→ What you are asked to do
Extract each line from the entries below that has the string "lines" in it.

→ Records from a data source
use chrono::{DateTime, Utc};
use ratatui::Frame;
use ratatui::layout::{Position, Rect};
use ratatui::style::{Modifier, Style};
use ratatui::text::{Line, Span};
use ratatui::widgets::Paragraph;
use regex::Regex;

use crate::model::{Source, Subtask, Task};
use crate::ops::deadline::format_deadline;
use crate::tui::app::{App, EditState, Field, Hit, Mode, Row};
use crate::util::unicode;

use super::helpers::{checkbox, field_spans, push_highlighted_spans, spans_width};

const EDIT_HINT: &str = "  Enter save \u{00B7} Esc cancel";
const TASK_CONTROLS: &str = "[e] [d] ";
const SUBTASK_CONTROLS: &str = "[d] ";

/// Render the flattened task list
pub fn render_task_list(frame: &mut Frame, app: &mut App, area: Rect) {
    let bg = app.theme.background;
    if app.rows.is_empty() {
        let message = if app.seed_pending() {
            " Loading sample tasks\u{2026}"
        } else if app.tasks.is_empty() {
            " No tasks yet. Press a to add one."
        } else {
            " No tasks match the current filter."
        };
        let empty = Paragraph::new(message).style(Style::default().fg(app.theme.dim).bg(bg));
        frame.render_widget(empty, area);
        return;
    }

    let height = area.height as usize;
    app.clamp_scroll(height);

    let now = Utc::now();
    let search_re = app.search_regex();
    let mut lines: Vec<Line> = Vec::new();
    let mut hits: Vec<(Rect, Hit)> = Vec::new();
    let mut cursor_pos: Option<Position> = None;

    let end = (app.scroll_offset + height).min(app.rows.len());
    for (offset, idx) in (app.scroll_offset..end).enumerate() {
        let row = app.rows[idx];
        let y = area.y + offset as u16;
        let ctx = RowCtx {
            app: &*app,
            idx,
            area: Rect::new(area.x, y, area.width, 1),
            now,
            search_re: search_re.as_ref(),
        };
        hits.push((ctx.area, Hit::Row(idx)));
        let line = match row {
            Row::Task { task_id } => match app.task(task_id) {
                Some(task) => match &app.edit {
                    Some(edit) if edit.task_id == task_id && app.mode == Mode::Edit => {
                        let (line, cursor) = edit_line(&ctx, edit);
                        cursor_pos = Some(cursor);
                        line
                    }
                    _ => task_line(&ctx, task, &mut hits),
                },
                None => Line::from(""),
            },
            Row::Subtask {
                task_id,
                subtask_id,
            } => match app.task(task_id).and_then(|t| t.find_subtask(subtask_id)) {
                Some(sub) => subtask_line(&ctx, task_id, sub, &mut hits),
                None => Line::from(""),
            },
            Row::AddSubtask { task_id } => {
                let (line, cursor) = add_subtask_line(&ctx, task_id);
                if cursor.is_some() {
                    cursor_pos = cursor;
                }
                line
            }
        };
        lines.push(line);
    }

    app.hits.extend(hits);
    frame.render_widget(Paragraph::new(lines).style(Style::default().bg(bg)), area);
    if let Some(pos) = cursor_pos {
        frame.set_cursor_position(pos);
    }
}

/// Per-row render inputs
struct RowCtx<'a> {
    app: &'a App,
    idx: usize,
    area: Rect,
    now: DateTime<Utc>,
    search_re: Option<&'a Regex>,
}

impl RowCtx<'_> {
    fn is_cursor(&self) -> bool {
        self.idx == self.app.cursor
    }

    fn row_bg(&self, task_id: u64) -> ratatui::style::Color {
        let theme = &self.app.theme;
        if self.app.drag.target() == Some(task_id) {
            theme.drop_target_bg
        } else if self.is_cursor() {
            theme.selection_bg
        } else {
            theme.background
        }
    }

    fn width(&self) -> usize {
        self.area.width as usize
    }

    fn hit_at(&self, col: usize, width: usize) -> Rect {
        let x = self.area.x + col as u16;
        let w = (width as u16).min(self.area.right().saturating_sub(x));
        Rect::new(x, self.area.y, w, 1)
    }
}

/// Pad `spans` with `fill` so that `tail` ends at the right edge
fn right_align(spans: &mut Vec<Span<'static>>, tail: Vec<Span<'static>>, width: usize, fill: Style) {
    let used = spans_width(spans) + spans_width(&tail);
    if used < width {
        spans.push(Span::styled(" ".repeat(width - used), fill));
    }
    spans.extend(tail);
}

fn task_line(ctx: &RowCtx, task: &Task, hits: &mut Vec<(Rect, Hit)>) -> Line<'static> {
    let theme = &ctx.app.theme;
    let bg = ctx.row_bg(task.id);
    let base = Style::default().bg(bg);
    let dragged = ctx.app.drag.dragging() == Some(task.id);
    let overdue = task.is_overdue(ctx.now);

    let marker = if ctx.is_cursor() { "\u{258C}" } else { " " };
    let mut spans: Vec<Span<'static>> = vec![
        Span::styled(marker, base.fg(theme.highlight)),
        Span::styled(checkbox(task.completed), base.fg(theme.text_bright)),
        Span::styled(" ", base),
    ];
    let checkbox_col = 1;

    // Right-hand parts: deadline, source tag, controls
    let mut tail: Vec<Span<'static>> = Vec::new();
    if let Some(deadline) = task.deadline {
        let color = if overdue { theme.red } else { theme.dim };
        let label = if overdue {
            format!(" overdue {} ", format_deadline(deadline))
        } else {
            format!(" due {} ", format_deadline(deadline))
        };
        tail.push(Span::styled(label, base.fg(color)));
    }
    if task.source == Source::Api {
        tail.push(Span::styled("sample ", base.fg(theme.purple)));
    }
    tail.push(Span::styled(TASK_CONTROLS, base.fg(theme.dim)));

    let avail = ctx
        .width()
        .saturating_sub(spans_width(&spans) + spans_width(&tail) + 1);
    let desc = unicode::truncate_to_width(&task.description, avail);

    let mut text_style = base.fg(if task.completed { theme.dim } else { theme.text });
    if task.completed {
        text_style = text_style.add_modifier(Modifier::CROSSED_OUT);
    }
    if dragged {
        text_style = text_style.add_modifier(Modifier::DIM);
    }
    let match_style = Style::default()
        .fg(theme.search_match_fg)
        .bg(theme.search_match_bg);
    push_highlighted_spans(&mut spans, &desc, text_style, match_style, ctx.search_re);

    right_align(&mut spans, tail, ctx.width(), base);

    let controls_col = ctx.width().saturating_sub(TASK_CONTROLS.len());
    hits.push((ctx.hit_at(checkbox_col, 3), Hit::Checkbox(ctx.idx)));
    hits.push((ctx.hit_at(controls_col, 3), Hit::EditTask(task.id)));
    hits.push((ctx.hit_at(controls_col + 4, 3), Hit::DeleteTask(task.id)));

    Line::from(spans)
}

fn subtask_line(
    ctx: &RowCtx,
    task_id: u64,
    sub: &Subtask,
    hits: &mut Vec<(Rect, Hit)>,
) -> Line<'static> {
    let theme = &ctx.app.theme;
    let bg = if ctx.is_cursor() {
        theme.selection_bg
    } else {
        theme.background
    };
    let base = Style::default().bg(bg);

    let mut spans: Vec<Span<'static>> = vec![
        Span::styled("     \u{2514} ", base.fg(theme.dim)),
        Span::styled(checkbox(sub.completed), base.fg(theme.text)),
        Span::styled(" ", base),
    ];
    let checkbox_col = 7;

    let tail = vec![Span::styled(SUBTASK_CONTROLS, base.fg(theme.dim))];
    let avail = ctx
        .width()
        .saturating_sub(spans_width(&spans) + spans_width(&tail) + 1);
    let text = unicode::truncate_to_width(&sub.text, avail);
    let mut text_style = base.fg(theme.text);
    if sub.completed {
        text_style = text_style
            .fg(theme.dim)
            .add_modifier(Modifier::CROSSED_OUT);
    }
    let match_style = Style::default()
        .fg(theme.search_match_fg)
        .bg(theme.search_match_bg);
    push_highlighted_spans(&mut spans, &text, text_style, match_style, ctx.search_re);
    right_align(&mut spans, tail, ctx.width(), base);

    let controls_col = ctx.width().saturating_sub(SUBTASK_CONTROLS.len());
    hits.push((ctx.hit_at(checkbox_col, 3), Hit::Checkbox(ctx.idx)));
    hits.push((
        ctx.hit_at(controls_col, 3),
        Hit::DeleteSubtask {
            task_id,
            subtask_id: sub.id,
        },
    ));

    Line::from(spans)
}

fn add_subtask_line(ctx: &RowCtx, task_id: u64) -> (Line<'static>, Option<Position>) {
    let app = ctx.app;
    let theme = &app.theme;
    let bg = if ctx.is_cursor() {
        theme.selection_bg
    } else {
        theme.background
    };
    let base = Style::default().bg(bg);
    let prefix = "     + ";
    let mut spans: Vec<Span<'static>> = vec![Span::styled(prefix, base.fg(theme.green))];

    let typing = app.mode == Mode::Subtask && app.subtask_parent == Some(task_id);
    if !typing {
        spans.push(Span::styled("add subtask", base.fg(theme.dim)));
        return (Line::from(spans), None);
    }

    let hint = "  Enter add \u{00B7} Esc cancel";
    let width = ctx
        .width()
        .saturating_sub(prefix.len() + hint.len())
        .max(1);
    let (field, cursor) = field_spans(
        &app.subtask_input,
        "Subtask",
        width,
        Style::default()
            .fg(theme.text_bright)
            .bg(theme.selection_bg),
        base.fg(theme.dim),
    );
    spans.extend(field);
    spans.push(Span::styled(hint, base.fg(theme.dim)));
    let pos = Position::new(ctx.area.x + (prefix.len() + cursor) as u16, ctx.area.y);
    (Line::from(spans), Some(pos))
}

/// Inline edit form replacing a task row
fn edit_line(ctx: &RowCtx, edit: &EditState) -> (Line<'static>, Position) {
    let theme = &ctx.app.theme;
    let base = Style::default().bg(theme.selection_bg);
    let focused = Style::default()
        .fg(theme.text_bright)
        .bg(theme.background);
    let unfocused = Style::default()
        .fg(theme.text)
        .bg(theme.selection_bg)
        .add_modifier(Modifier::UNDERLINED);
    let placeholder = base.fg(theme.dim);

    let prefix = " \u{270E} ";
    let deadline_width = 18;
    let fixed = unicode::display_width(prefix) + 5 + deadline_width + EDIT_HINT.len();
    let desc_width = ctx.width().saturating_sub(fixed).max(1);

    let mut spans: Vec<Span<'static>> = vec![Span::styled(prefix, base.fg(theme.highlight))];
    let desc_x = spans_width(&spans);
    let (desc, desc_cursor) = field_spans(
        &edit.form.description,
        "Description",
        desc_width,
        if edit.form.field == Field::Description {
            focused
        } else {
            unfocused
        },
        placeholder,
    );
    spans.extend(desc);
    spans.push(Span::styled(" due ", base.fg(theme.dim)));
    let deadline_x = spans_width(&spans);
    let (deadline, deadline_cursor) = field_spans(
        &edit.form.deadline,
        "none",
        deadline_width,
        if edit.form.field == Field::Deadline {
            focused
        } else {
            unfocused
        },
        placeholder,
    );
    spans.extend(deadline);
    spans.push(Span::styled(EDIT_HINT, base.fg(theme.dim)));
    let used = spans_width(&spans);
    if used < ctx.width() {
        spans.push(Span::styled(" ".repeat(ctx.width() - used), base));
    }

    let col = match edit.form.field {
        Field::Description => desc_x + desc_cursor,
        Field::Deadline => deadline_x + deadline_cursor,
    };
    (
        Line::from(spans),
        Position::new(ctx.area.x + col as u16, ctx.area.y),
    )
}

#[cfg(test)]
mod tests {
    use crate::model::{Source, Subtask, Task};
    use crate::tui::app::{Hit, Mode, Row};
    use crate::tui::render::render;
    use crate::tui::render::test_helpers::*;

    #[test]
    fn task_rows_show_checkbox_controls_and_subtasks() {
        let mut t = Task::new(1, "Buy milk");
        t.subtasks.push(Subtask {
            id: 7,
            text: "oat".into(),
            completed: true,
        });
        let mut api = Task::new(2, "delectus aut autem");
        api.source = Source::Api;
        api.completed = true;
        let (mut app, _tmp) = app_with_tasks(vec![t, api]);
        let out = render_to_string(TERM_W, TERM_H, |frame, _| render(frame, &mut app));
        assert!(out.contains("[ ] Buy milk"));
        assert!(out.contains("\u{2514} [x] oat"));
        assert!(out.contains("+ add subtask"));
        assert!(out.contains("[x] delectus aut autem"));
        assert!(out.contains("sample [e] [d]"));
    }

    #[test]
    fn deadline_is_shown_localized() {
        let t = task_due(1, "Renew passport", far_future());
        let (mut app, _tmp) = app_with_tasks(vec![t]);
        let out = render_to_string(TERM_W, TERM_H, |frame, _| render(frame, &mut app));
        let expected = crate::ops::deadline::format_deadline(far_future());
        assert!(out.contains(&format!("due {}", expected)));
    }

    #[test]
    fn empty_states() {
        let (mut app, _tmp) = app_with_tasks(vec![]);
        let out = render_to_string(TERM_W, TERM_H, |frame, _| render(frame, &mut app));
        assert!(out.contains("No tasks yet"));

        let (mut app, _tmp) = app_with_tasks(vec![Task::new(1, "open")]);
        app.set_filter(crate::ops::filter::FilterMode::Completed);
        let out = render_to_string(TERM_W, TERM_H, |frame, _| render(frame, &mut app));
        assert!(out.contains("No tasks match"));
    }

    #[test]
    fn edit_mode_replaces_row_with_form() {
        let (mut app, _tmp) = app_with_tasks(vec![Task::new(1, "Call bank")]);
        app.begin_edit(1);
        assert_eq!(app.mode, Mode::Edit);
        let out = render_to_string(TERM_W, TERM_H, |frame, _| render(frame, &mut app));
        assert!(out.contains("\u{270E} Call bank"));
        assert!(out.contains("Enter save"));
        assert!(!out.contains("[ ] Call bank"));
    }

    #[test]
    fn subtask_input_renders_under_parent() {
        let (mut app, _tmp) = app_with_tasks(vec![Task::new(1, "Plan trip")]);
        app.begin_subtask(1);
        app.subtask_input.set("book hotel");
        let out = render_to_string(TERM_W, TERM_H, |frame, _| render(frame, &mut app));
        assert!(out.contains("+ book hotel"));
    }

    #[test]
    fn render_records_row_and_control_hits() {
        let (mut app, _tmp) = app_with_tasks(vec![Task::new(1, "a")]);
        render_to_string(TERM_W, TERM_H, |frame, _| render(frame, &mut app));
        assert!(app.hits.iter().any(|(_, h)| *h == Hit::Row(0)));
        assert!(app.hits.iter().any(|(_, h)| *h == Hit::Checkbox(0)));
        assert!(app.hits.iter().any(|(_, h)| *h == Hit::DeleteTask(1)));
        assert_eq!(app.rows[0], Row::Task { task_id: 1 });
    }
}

→ Output of the exercise
    let mut lines: Vec<Line> = Vec::new();
        lines.push(line);
    frame.render_widget(Paragraph::new(lines).style(Style::default().bg(bg)), area);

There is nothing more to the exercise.